= Work to be completed =
Return all the data, word for word.

= Saved entries =

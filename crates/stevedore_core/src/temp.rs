use std::path::{Path, PathBuf};
use std::sync::atomic::{AtomicBool, Ordering};
use std::sync::Arc;

use bytes::Bytes;
use uuid::Uuid;

use crate::errors::CleanupError;

/// Scratch file holding one part body between reading it and handing it to the backend.
///
/// Release it with [`TempResource::release`] to observe cleanup failures. A resource that is
/// dropped instead (for example when an in-flight part upload is cancelled) removes its file
/// synchronously in [`Drop`].
#[derive(Debug)]
pub struct TempResource {
    path: PathBuf,
    released: bool,
    dropped: Arc<AtomicBool>,
}

impl TempResource {
    pub async fn write(dir: &Path, filename: &str, bytes: Bytes) -> std::io::Result<TempResource> {
        let resource = TempResource {
            path: dir.join(format!("{}-{}", Uuid::new_v4(), sanitize(filename))),
            released: false,
            dropped: Arc::new(AtomicBool::new(false)),
        };

        // The blocking write outlives a cancelled caller, so it removes its own file when the
        // resource was dropped before the write finished.
        let path = resource.path.clone();
        let dropped = resource.dropped.clone();
        tokio::task::spawn_blocking(move || {
            std::fs::write(&path, &bytes)?;
            if dropped.load(Ordering::SeqCst) {
                let _ = std::fs::remove_file(&path);
            }
            Ok::<_, std::io::Error>(())
        })
        .await
        .map_err(|e| std::io::Error::new(std::io::ErrorKind::Other, e))??;
        Ok(resource)
    }

    pub fn path(&self) -> &Path {
        &self.path
    }

    pub async fn release(mut self) -> Result<(), CleanupError> {
        self.released = true;
        match tokio::fs::remove_file(&self.path).await {
            Ok(()) => Ok(()),
            Err(e) if e.kind() == std::io::ErrorKind::NotFound => Ok(()),
            Err(source) => Err(CleanupError::TempFile {
                path: self.path.clone(),
                source,
            }),
        }
    }
}

impl Drop for TempResource {
    fn drop(&mut self) {
        self.dropped.store(true, Ordering::SeqCst);
        if self.released {
            return;
        }
        match std::fs::remove_file(&self.path) {
            Ok(()) => (),
            Err(e) if e.kind() == std::io::ErrorKind::NotFound => (),
            Err(e) => tracing::warn!(path = ?self.path, error = %e, "failed to remove temp file"),
        }
    }
}

fn sanitize(filename: &str) -> String {
    filename
        .chars()
        .map(|c| match c {
            'a'..='z' | 'A'..='Z' | '0'..='9' | '.' | '-' | '_' => c,
            _ => '_',
        })
        .collect()
}

#[cfg(test)]
mod test {
    use super::*;

    fn entries(dir: &Path) -> usize {
        std::fs::read_dir(dir).unwrap().count()
    }

    #[tokio::test]
    async fn release_removes_file() {
        let dir = tempfile::tempdir().unwrap();
        let temp = TempResource::write(dir.path(), "a/b.bin", Bytes::from_static(b"abc"))
            .await
            .unwrap();
        assert_eq!(std::fs::read(temp.path()).unwrap(), b"abc");
        assert!(temp
            .path()
            .file_name()
            .unwrap()
            .to_str()
            .unwrap()
            .ends_with("-a_b.bin"));

        temp.release().await.unwrap();
        assert_eq!(entries(dir.path()), 0);
    }

    #[tokio::test]
    async fn drop_removes_file() {
        let dir = tempfile::tempdir().unwrap();
        let temp = TempResource::write(dir.path(), "x", Bytes::from_static(b"abc"))
            .await
            .unwrap();
        assert_eq!(entries(dir.path()), 1);
        drop(temp);
        assert_eq!(entries(dir.path()), 0);
    }

    #[tokio::test]
    async fn write_into_missing_dir_fails() {
        let dir = tempfile::tempdir().unwrap();
        let missing = dir.path().join("nope");
        assert!(TempResource::write(&missing, "x", Bytes::from_static(b"abc"))
            .await
            .is_err());
    }
}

= Solved exercise =
filename crates/stevedore_core/src/temp.rs
use std::path::{Path, PathBuf};
use std::sync::atomic::{AtomicBool, Ordering};
use std::sync::Arc;

use bytes::Bytes;
use uuid::Uuid;

use crate::errors::CleanupError;

/// Scratch file holding one part body between reading it and handing it to the backend.
///
/// Release it with [`TempResource::release`] to observe cleanup failures. A resource that is
/// dropped instead (for example when an in-flight part upload is cancelled) removes its file
/// synchronously in [`Drop`].
#[derive(Debug)]
pub struct TempResource {
    path: PathBuf,
    released: bool,
    dropped: Arc<AtomicBool>,
}

impl TempResource {
    pub async fn write(dir: &Path, filename: &str, bytes: Bytes) -> std::io::Result<TempResource> {
        let resource = TempResource {
            path: dir.join(format!("{}-{}", Uuid::new_v4(), sanitize(filename))),
            released: false,
            dropped: Arc::new(AtomicBool::new(false)),
        };

        // The blocking write outlives a cancelled caller, so it removes its own file when the
        // resource was dropped before the write finished.
        let path = resource.path.clone();
        let dropped = resource.dropped.clone();
        tokio::task::spawn_blocking(move || {
            std::fs::write(&path, &bytes)?;
            if dropped.load(Ordering::SeqCst) {
                let _ = std::fs::remove_file(&path);
            }
            Ok::<_, std::io::Error>(())
        })
        .await
        .map_err(|e| std::io::Error::new(std::io::ErrorKind::Other, e))??;
        Ok(resource)
    }

    pub fn path(&self) -> &Path {
        &self.path
    }

    pub async fn release(mut self) -> Result<(), CleanupError> {
        self.released = true;
        match tokio::fs::remove_file(&self.path).await {
            Ok(()) => Ok(()),
            Err(e) if e.kind() == std::io::ErrorKind::NotFound => Ok(()),
            Err(source) => Err(CleanupError::TempFile {
                path: self.path.clone(),
                source,
            }),
        }
    }
}

impl Drop for TempResource {
    fn drop(&mut self) {
        self.dropped.store(true, Ordering::SeqCst);
        if self.released {
            return;
        }
        match std::fs::remove_file(&self.path) {
            Ok(()) => (),
            Err(e) if e.kind() == std::io::ErrorKind::NotFound => (),
            Err(e) => tracing::warn!(path = ?self.path, error = %e, "failed to remove temp file"),
        }
    }
}

fn sanitize(filename: &str) -> String {
    filename
        .chars()
        .map(|c| match c {
            'a'..='z' | 'A'..='Z' | '0'..='9' | '.' | '-' | '_' => c,
            _ => '_',
        })
        .collect()
}

#[cfg(test)]
mod test {
    use super::*;

    fn entries(dir: &Path) -> usize {
        std::fs::read_dir(dir).unwrap().count()
    }

    #[tokio::test]
    async fn release_removes_file() {
        let dir = tempfile::tempdir().unwrap();
        let temp = TempResource::write(dir.path(), "a/b.bin", Bytes::from_static(b"abc"))
            .await
            .unwrap();
        assert_eq!(std::fs::read(temp.path()).unwrap(), b"abc");
        assert!(temp
            .path()
            .file_name()
            .unwrap()
            .to_str()
            .unwrap()
            .ends_with("-a_b.bin"));

        temp.release().await.unwrap();
        assert_eq!(entries(dir.path()), 0);
    }

    #[tokio::test]
    async fn drop_removes_file() {
        let dir = tempfile::tempdir().unwrap();
        let temp = TempResource::write(dir.path(), "x", Bytes::from_static(b"abc"))
            .await
            .unwrap();
        assert_eq!(entries(dir.path()), 1);
        drop(temp);
        assert_eq!(entries(dir.path()), 0);
    }

    #[tokio::test]
    async fn write_into_missing_dir_fails() {
        let dir = tempfile::tempdir().unwrap();
        let missing = dir.path().join("nope");
        assert!(TempResource::write(&missing, "x", Bytes::from_static(b"abc"))
            .await
            .is_err());
    }
}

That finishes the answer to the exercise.